Breaking through the latency barrier in Conversational AI

CHALLENGE

Meeting industry latency requirements while reducing costs

Conversational AI, which refers to technologies that allow consumers to engage in human-like interactions with computers, is projected to be a $40 billion industry by 2030. As it continues to grow, so does the demand for real-time AI. While large language models like transformers have become fundamental for many Natural Language Processing applications, their complexity and size create considerable latency bottlenecks. As a result, it is challenging and costly for companies to deploy these models for real-time applications.

SOLUTION

Numenta Optimized Inference

With unique acceleration techniques built on neuroscience insights, our optimizations deliver high inference throughput at ultra low latencies on off-the-shelf CPUs.
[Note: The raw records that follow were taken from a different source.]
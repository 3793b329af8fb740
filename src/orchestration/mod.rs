//! Workflow orchestration: the scheduler loop and run reporting.

pub mod report;
pub mod scheduler;

pub use report::{RunId, RunOutcome, RunReport, TaskDisposition, UnreachableCause};
pub use scheduler::{Scheduler, SchedulerEvent};
//! Human approval gate for tasks that pause before completing.
//!
//! The gate is an injectable capability: production code plugs in a real
//! approval channel (CLI prompt, queue, webhook), tests plug in a
//! deterministic stub. The scheduler awaits the gate without blocking
//! other ready tasks and bounds every wait with the configured timeout.

use crate::core::task::TaskId;
use crate::error::{Error, Result};
use async_trait::async_trait;
use std::time::Duration;
use tokio::sync::{mpsc, oneshot};

/// External approval capability consulted for tasks parked in
/// `waiting_human`.
#[async_trait]
pub trait HumanGate: Send + Sync {
    /// Suspend until a decision for `task_id` arrives.
    ///
    /// Returns `true` on approval, `false` on denial. Errors mean the
    /// approval channel itself broke, which the scheduler treats as
    /// denial.
    async fn request_approval(&self, task_id: &TaskId) -> Result<bool>;
}

/// Deterministic gate returning a fixed decision, optionally after a
/// fixed delay. Used by the demo workflow and by tests.
#[derive(Debug, Clone)]
pub struct AutoGate {
    approve: bool,
    delay: Option<Duration>,
}

impl AutoGate {
    /// A gate that approves every request immediately.
    pub fn approving() -> Self {
        Self {
            approve: true,
            delay: None,
        }
    }

    /// A gate that denies every request immediately.
    pub fn denying() -> Self {
        Self {
            approve: false,
            delay: None,
        }
    }

    /// Add a fixed delay before each decision.
    pub fn with_delay(mut self, delay: Duration) -> Self {
        self.delay = Some(delay);
        self
    }
}

#[async_trait]
impl HumanGate for AutoGate {
    async fn request_approval(&self, _task_id: &TaskId) -> Result<bool> {
        if let Some(delay) = self.delay {
            tokio::time::sleep(delay).await;
        }
        Ok(self.approve)
    }
}

/// An approval request forwarded to an external decision channel.
///
/// The consumer answers through `reply`; dropping it counts as a broken
/// channel, not a denial.
#[derive(Debug)]
pub struct ApprovalRequest {
    /// The task awaiting a decision.
    pub task_id: TaskId,
    /// One-shot slot for the decision.
    pub reply: oneshot::Sender<bool>,
}

/// Gate that forwards each request to an mpsc consumer (a CLI prompt
/// loop, a queue bridge, a UI).
pub struct ChannelGate {
    requests: mpsc::Sender<ApprovalRequest>,
}

impl ChannelGate {
    /// Create a gate and the receiving end its consumer reads from.
    pub fn new(capacity: usize) -> (Self, mpsc::Receiver<ApprovalRequest>) {
        let (tx, rx) = mpsc::channel(capacity);
        (Self { requests: tx }, rx)
    }
}

#[async_trait]
impl HumanGate for ChannelGate {
    async fn request_approval(&self, task_id: &TaskId) -> Result<bool> {
        let (reply_tx, reply_rx) = oneshot::channel();
        self.requests
            .send(ApprovalRequest {
                task_id: task_id.clone(),
                reply: reply_tx,
            })
            .await
            .map_err(|_| Error::GateClosed(task_id.clone()))?;

        reply_rx
            .await
            .map_err(|_| Error::GateClosed(task_id.clone()))
    }
}
impl Scheduler {
    /// Create a new scheduler.
    pub fn new(
        registry: Arc<RwLock<TaskRegistry>>,
        gate: Arc<dyn HumanGate>,
        config: Config,
        event_tx: mpsc::Sender<SchedulerEvent>,
    ) -> Self {
        Self {
            registry,
            gate,
            config,
            event_tx,
            cancel: CancellationToken::new(),
        }
    }

    /// Token for cancelling this run from outside.
    ///
    /// Cancelling marks every non-terminal task failed and ends the run
    /// with outcome `cancelled`. In-flight bodies are allowed to finish
    /// their current batch; waits on the gate are interrupted.
    pub fn cancellation_token(&self) -> CancellationToken {
        self.cancel.clone()
    }

    /// Drive the workflow from the given start task ids to quiescence.
    ///
    /// Setup problems (unknown start id, dependency cycle) are returned
    /// as errors before anything executes. Task failures are never
    /// errors: they are contained to the task and its downstream and
    /// reported through the returned [`RunReport`].
    pub async fn run(&mut self, start: Vec<TaskId>) -> Result<RunReport> {
        let run_id = RunId::new();
        let started_at = Utc::now();

        // Setup validation: cycles and unknown start ids are fatal.
        {
            let registry = self.registry.read().await;
            registry.validate()?;
            for id in &start {
                if !registry.contains(id) {
                    return Err(Error::UnknownTask(id.clone()));
                }
            }
        }

        glog!(
            "Run {} starting with {} start task(s)",
            run_id.short(),
            start.len()
        );

        // Work queue, idempotent: `queued` guards against double enqueue,
        // `executed` against double execution.
        let mut queue: Vec<TaskId> = Vec::new();
        let mut queued: HashSet<TaskId> = HashSet::new();
        let mut executed: HashSet<TaskId> = HashSet::new();
        for id in start {
            if queued.insert(id.clone()) {
                queue.push(id);
            }
        }

        let cancelled = loop {
            if self.cancel.is_cancelled() {
                self.fail_unfinished("run cancelled").await;
                break true;
            }

            // Partition the queue into ready / not-ready.
            let ready: Vec<TaskId> = {
                let registry = self.registry.read().await;
                queue
                    .iter()
                    .filter(|id| !executed.contains(*id) && registry.is_ready(id))
                    .cloned()
                    .collect()
            };

            if ready.is_empty() {
                let waiting = self.registry.read().await.waiting_tasks();
                if waiting.is_empty() {
                    // Quiescent: nothing ready, nothing awaiting approval.
                    break false;
                }
                glog_debug!("No ready tasks; resolving {} approval(s)", waiting.len());
                for id in waiting {
                    if self.cancel.is_cancelled() {
                        break;
                    }
                    self.resolve_approval(&id, &mut queue, &mut queued, &executed)
                        .await?;
                }
                continue;
            }

            glog_debug!("Scheduling pass: {} ready task(s)", ready.len());

            // Execute the ready set concurrently, capped by max_parallel.
            for batch in ready.chunks(self.config.max_parallel.max(1)) {
                self.execute_batch(batch, &mut queue, &mut queued, &mut executed)
                    .await?;
            }

            queue.retain(|id| !executed.contains(id));
        };

        let report = self.build_report(run_id, started_at, cancelled).await;
        glog!(
            "Run {} finished: {} ({} succeeded, {} failed, {} unreachable)",
            run_id.short(),
            report.outcome,
            report.succeeded_count(),
            report.failed_count(),
            report.unreachable_count()
        );
        self.emit(SchedulerEvent::RunFinished {
            run_id,
            outcome: report.outcome,
        });
        Ok(report)
    }

    /// Execute one batch of ready tasks concurrently and fold their
    /// outcomes back into the registry and queue.
    async fn execute_batch(
        &mut self,
        batch: &[TaskId],
        queue: &mut Vec<TaskId>,
        queued: &mut HashSet<TaskId>,
        executed: &mut HashSet<TaskId>,
    ) -> Result<()> {
        let mut join_set: JoinSet<(TaskId, std::result::Result<_, String>)> = JoinSet::new();

        for id in batch {
            let body = {
                let mut registry = self.registry.write().await;
                registry.start_task(id)?;
                registry
                    .body(id)
                    .ok_or_else(|| Error::UnknownTask(id.clone()))?
            };
            self.emit(SchedulerEvent::TaskStarted {
                task_id: id.clone(),
            });
            glog_debug!("Task {} started", id);

            let task_id = id.clone();
            join_set.spawn(async move {
                // A panicking body is that task's failure, not the run's.
                let result = match AssertUnwindSafe(body()).catch_unwind().await {
                    Ok(Ok(output)) => Ok(output),
                    Ok(Err(e)) => Err(e.to_string()),
                    Err(panic) => Err(panic_message(panic.as_ref())),
                };
                (task_id, result)
            });
        }

        while let Some(joined) = join_set.join_next().await {
            // Panics never reach the join handle; an error here is a
            // runtime fault (task aborted or runtime shutting down).
            let (id, result) = joined.map_err(|e| Error::TaskJoin(e.to_string()))?;
            executed.insert(id.clone());

            match result {
                Ok(output) => {
                    let requires_approval = {
                        let registry = self.registry.read().await;
                        registry
                            .task(&id)
                            .map(|t| t.requires_approval)
                            .unwrap_or(false)
                    };
                    if requires_approval {
                        self.registry.write().await.park_task(&id, output)?;
                        glog!("Task {} awaiting human approval", id);
                        self.emit(SchedulerEvent::ApprovalRequested {
                            task_id: id.clone(),
                        });
                    } else {
                        self.registry.write().await.complete_task(&id, output)?;
                        glog!("Task {} succeeded", id);
                        self.emit(SchedulerEvent::TaskCompleted {
                            task_id: id.clone(),
                        });
                        self.enqueue_dependents(&id, queue, queued, executed).await;
                    }
                }
                Err(message) => {
                    // Fail-fast policy: dependents are never enqueued
                    // behind a failure. They surface as unreachable in
                    // the run report.
                    self.registry.write().await.fail_task(&id, &message)?;
                    glog_error!("Task {} failed: {}", id, message);
                    self.emit(SchedulerEvent::TaskFailed {
                        task_id: id.clone(),
                        error: message,
                    });
                }
            }
        }
        Ok(())
    }

    /// Resolve one parked task through the gate, bounded by the
    /// configured timeout. Denial, timeout, and a broken gate channel
    /// all fail the task.
    async fn resolve_approval(
        &mut self,
        id: &TaskId,
        queue: &mut Vec<TaskId>,
        queued: &mut HashSet<TaskId>,
        executed: &HashSet<TaskId>,
    ) -> Result<()> {
        let approved = if self.config.auto_approve {
            true
        } else {
            let wait = tokio::time::timeout(
                self.config.approval_timeout(),
                self.gate.request_approval(id),
            );
            tokio::select! {
                _ = self.cancel.cancelled() => {
                    glog_warn!("Approval wait for {} interrupted by cancellation", id);
                    return Ok(());
                }
                outcome = wait => match outcome {
                    Ok(Ok(decision)) => decision,
                    Ok(Err(e)) => {
                        glog_warn!("Approval channel for {} broke: {}", id, e);
                        false
                    }
                    Err(_) => {
                        glog_warn!(
                            "Approval for {} timed out after {:?}, treating as denied",
                            id,
                            self.config.approval_timeout()
                        );
                        false
                    }
                },
            }
        };

        self.emit(SchedulerEvent::ApprovalResolved {
            task_id: id.clone(),
            approved,
        });

        if approved {
            self.registry.write().await.approve_task(id)?;
            glog!("Task {} approved", id);
            self.emit(SchedulerEvent::TaskCompleted {
                task_id: id.clone(),
            });
            self.enqueue_dependents(id, queue, queued, executed).await;
        } else {
            self.registry.write().await.fail_task(id, "approval denied")?;
            glog!("Task {} denied approval", id);
            self.emit(SchedulerEvent::TaskFailed {
                task_id: id.clone(),
                error: "approval denied".to_string(),
            });
        }
        Ok(())
    }

    /// Enqueue every direct dependent of `id` that has not already been
    /// queued or executed.
    async fn enqueue_dependents(
        &self,
        id: &TaskId,
        queue: &mut Vec<TaskId>,
        queued: &mut HashSet<TaskId>,
        executed: &HashSet<TaskId>,
    ) {
        let dependents = self.registry.read().await.dependents_of(id);
        for dependent in dependents {
            if !executed.contains(&dependent) && queued.insert(dependent.clone()) {
                glog_debug!("Task {} unblocked dependent {}", id, dependent);
                queue.push(dependent);
            }
        }
    }

    /// Mark every non-terminal task failed (cancellation path).
    async fn fail_unfinished(&self, reason: &str) {
        let mut registry = self.registry.write().await;
        for id in registry.unfinished_tasks() {
            if let Err(e) = registry.fail_task(&id, reason) {
                glog_warn!("Could not cancel task {}: {}", id, e);
            }
        }
    }

    /// Classify every registered task and the run as a whole.
    async fn build_report(
        &self,
        run_id: RunId,
        started_at: chrono::DateTime<Utc>,
        cancelled: bool,
    ) -> RunReport {
        let registry = self.registry.read().await;
        let mut dispositions = BTreeMap::new();
        let mut results = BTreeMap::new();

        for id in registry.task_ids() {
            let Some(task) = registry.task(id) else {
                continue;
            };
            let disposition = match &task.status {
                TaskStatus::Success => {
                    if let Some(result) = &task.result {
                        results.insert(id.clone(), result.clone());
                    }
                    TaskDisposition::Succeeded
                }
                TaskStatus::Failed { error } => TaskDisposition::Failed {
                    error: error.clone(),
                },
                // Non-terminal at quiescence: explain it or call it out.
                _ => {
                    if registry.depends_on_unknown(id) {
                        TaskDisposition::Unreachable {
                            cause: UnreachableCause::UnknownDependency,
                        }
                    } else if registry.depends_on_failure(id) {
                        TaskDisposition::Unreachable {
                            cause: UnreachableCause::FailedDependency,
                        }
                    } else {
                        TaskDisposition::NeverRan
                    }
                }
            };
            dispositions.insert(id.clone(), disposition);
        }

        let outcome = if cancelled {
            RunOutcome::Cancelled
        } else if dispositions
            .values()
            .all(|d| matches!(d, TaskDisposition::Succeeded))
        {
            RunOutcome::Completed
        } else if dispositions
            .values()
            .any(|d| matches!(d, TaskDisposition::NeverRan))
        {
            RunOutcome::Deadlocked
        } else {
            RunOutcome::CompletedWithFailures
        };

        RunReport {
            run_id,
            outcome,
            dispositions,
            results,
            started_at,
            finished_at: Utc::now(),
        }
    }

    /// Best-effort event emission: never blocks the run.
    fn emit(&self, event: SchedulerEvent) {
        let _ = self.event_tx.try_send(event);
    }
}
Our solutions enable customers to easily integrate and deploy our technology on conventional hardware.

RESULTS

Achieving <3ms latency on CPUs

Time-sensitive applications, like virtual assistants and online chats, require ultra-low latencies, typically under 10ms. When we optimize for latency, our BERT-Base model is well within the target, achieving 2.5ms latency. This is more than 5X faster than the standard BERT-Base model running on Microsoft’s hand-optimized ONNX runner.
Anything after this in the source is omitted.